Dependent variables were total number of alerts issued by each dog as reported by handlers in each search area. The correct score for each search area was 0. All alerts were false alerts.

The Institutional Review Board and Animal Care and Use Committee at the University of California at Davis approved this study, and all participants provided written consent.

Statistical analyses

Data were analyzed using SPSS Version 17.0.1. All analyses used a significance threshold of α < 0.05 (two-tailed). An omnibus mixed ANOVA was conducted to evaluate effects of day of testing (between groups) and condition (repeated measures) on number of alerts. To evaluate effects of handler influence and dog influence, data were also analyzed as a repeated measures 2 × 2 ANOVA [handler influence (yes/no) and dog influence (yes/no)]. Paired t tests were used to compare alerts between first and second runs of each condition. A chi-squared goodness of fit test compared clean runs (runs with no alerts) in unmarked and marked conditions. Within the MARKED NULL, UNMARKED DECOY and MARKED DECOY conditions, a log likelihood analysis was used to compare runs for which (1) alerts included either a marker or the unmarked decoy scent, (2) alerts did not include the marker or unmarked decoy scent and (3) no alerts were issued, followed by chi-squared goodness of fit tests to compare distribution of these within conditions.

Results

In order to evaluate effects of handler beliefs and expectation on detection dog performance, this study measured performance of 18 handler/dog teams in four separate search areas (NULL, MARKED NULL, UNMARKED DECOY, MARKED DECOY, described in “Materials and methods”). Each team ran each search area twice, for a total of 36 runs per condition (2 runs/team × 18 teams) and an overall total of 144 separate runs (4 search areas × 2 runs/team/area × 18 teams) (Fig. 1).

Fig. 1
figure 1

Alerts for each team across each condition for Run 1 (light bars; n = 18/condition) and Run 2 (dark bars; n = 18/condition)

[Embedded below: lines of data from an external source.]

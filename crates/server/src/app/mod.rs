pub mod codes;
mod connection;
mod handlers;
pub mod registry;
mod session;
#[cfg(test)]
mod tests;
mod uploads;

use self::codes::CodeManager;
use self::registry::{ConnectionHandle, Control, SessionRegistry};
use crate::config::{MailMode, ServerConfig};
use crate::mail::{CaptureMailer, LogMailer, Mailer};
use comcore_storage::{Store, StorageError};
use serde_json::Value;
use std::collections::HashMap;
use std::error::Error;
use std::fmt::{Display, Formatter};
use std::sync::atomic::{AtomicU64, Ordering};
use std::sync::Arc;
use std::time::Duration;
use tokio::net::TcpListener;
use tokio::sync::Mutex;
use tokio_rustls::{rustls, TlsAcceptor};
use tracing::{error, info, warn};

const DRAIN_GRACE: Duration = Duration::from_secs(5);

#[derive(Debug)]
pub enum ServerError {
    Storage,
    Tls,
    Io,
}

impl Display for ServerError {
    fn fmt(&self, f: &mut Formatter<'_>) -> std::fmt::Result {
        match self {
            Self::Storage => write!(f, "storage failure"),
            Self::Tls => write!(f, "tls configuration failure"),
            Self::Io => write!(f, "io failure"),
        }
    }
}

impl Error for ServerError {}

/// Anticipated, caller-visible request failures. `Unauthorized` additionally
/// forces the connection back to the logged-out state after the error reply;
/// `Internal` details are logged and never shown to the client.
#[derive(Debug)]
pub enum RequestError {
    Invalid(String),
    Unauthorized,
    Internal(String),
}

impl Display for RequestError {
    fn fmt(&self, f: &mut Formatter<'_>) -> std::fmt::Result {
        match self {
            Self::Invalid(message) => write!(f, "{}", message),
            Self::Unauthorized => write!(f, "unauthorized"),
            Self::Internal(detail) => write!(f, "internal error: {}", detail),
        }
    }
}

impl Error for RequestError {}

impl From<StorageError> for RequestError {
    fn from(err: StorageError) -> Self {
        RequestError::Invalid(err.to_string())
    }
}

pub struct AppState {
    pub config: ServerConfig,
    pub store: Store,
    pub codes: CodeManager,
    pub registry: SessionRegistry,
    pub mailer: Arc<dyn Mailer>,
    connections: Mutex<HashMap<u64, ConnectionHandle>>,
    next_connection: AtomicU64,
}

impl AppState {
    pub fn init(config: ServerConfig) -> Arc<AppState> {
        let mailer: Arc<dyn Mailer> = match config.mail {
            MailMode::Log => Arc::new(LogMailer),
            MailMode::Capture => Arc::new(CaptureMailer::new()),
        };
        Self::with_mailer(config, mailer)
    }

    pub fn with_mailer(config: ServerConfig, mailer: Arc<dyn Mailer>) -> Arc<AppState> {
        Arc::new(AppState {
            config,
            store: Store::open(),
            codes: CodeManager::new(),
            registry: SessionRegistry::new(),
            mailer,
            connections: Mutex::new(HashMap::new()),
            next_connection: AtomicU64::new(1),
        })
    }

    pub(crate) fn allocate_connection_id(&self) -> u64 {
        self.next_connection.fetch_add(1, Ordering::SeqCst)
    }

    pub(crate) async fn register_connection(&self, id: u64, handle: ConnectionHandle) {
        self.connections.lock().await.insert(id, handle);
    }

    pub(crate) async fn deregister_connection(&self, id: u64) {
        self.connections.lock().await.remove(&id);
    }

    /// Pushes a frame to every member of the group, except the originating
    /// connection. Recipients are read after the store write committed, so
    /// anyone reacting to the push observes the new state.
    pub async fn forward_group(
        &self,
        group: i64,
        kind: &str,
        data: Value,
        except: Option<u64>,
    ) -> Result<(), RequestError> {
        let users = self.store.get_users(group).await?;
        for user in users {
            self.registry
                .forward(user.id, kind, data.clone(), except)
                .await;
        }
        Ok(())
    }

    /// Sends `end` to every live connection and waits for the pumps to
    /// drain, bounded by a grace period.
    pub async fn shutdown(&self) {
        {
            let connections = self.connections.lock().await;
            info!(connections = connections.len(), "draining connections");
            for handle in connections.values() {
                let _ = handle.control.send(Control::End);
            }
        }
        let deadline = tokio::time::Instant::now() + DRAIN_GRACE;
        loop {
            if self.connections.lock().await.is_empty() {
                break;
            }
            if tokio::time::Instant::now() >= deadline {
                warn!("connection drain timed out");
                break;
            }
            tokio::time::sleep(Duration::from_millis(50)).await;
        }
        if let Err(err) = self.store.close().await {
            error!(error = %err, "store close failure");
        }
        info!("shutdown complete");
    }
}

fn build_tls_acceptor(config: &ServerConfig) -> Result<TlsAcceptor, ServerError> {
    let cert_pem = std::fs::read(&config.tls_cert).map_err(|_| ServerError::Tls)?;
    let key_pem = std::fs::read(&config.tls_key).map_err(|_| ServerError::Tls)?;
    let certs: Vec<_> = rustls_pemfile::certs(&mut &cert_pem[..])
        .collect::<Result<Vec<_>, _>>()
        .map_err(|_| ServerError::Tls)?;
    let key = rustls_pemfile::private_key(&mut &key_pem[..])
        .map_err(|_| ServerError::Tls)?
        .ok_or(ServerError::Tls)?;
    let tls = rustls::ServerConfig::builder()
        .with_no_client_auth()
        .with_single_cert(certs, key)
        .map_err(|_| ServerError::Tls)?;
    Ok(TlsAcceptor::from(Arc::new(tls)))
}

/// Initializes state, accepts TLS connections until `SIGINT`, then runs the
/// graceful shutdown sequence.
pub async fn run(config: ServerConfig) -> Result<(), ServerError> {
    let state = AppState::init(config);
    state
        .store
        .initialize()
        .await
        .map_err(|_| ServerError::Storage)?;
    let acceptor = build_tls_acceptor(&state.config)?;
    let listener = TcpListener::bind(&state.config.bind)
        .await
        .map_err(|_| ServerError::Io)?;
    info!(address = %state.config.bind, domain = %state.config.domain, "comcore listening");

    let accept_state = Arc::clone(&state);
    let accept_task = tokio::spawn(async move {
        loop {
            match listener.accept().await {
                Ok((stream, peer)) => {
                    let state = Arc::clone(&accept_state);
                    let acceptor = acceptor.clone();
                    tokio::spawn(async move {
                        match acceptor.accept(stream).await {
                            Ok(tls_stream) => connection::serve(tls_stream, state).await,
                            Err(err) => {
                                warn!(peer = %peer, error = %err, "tls handshake failed");
                            }
                        }
                    });
                }
                Err(err) => error!(error = %err, "accept failure"),
            }
        }
    });

    if let Err(err) = tokio::signal::ctrl_c().await {
        error!(error = %err, "signal listener failure");
    }
    info!("shutdown requested");
    accept_task.abort();
    state.shutdown().await;
    Ok(())
}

Day of testing and condition group differences

Overall, because multiple alerts per team within a condition were possible, there were a total of 225 alerts issued. There were 21 (15%) clean runs and 123 (85%) runs with one or more alerts. The omnibus mixed ANOVA using the model “number of alerts = day of testing (between groups) + condition (within-subjects) + [day of testing * condition]” revealed no difference in mean alerts between teams running on the first and second days, F(1, 16) = 0.94, P = 0.35; no difference in mean alerts across conditions, F(3,48) = 0.09, P = 0.97; and no interaction, F(3, 48) = 0.63, P = 0.60. Data from both days were subsequently combined for further analysis. The repeated measures 2 × 2 factorial ANOVA found no main effect of human influence, F(1, 17) = 0.06, P = 0.81; no main effect of dog influence, F(1, 17) = 0.01, P = 0.93; and no interactions between human influence and dog influence, F(1, 17) = 0.01, P = 0.94.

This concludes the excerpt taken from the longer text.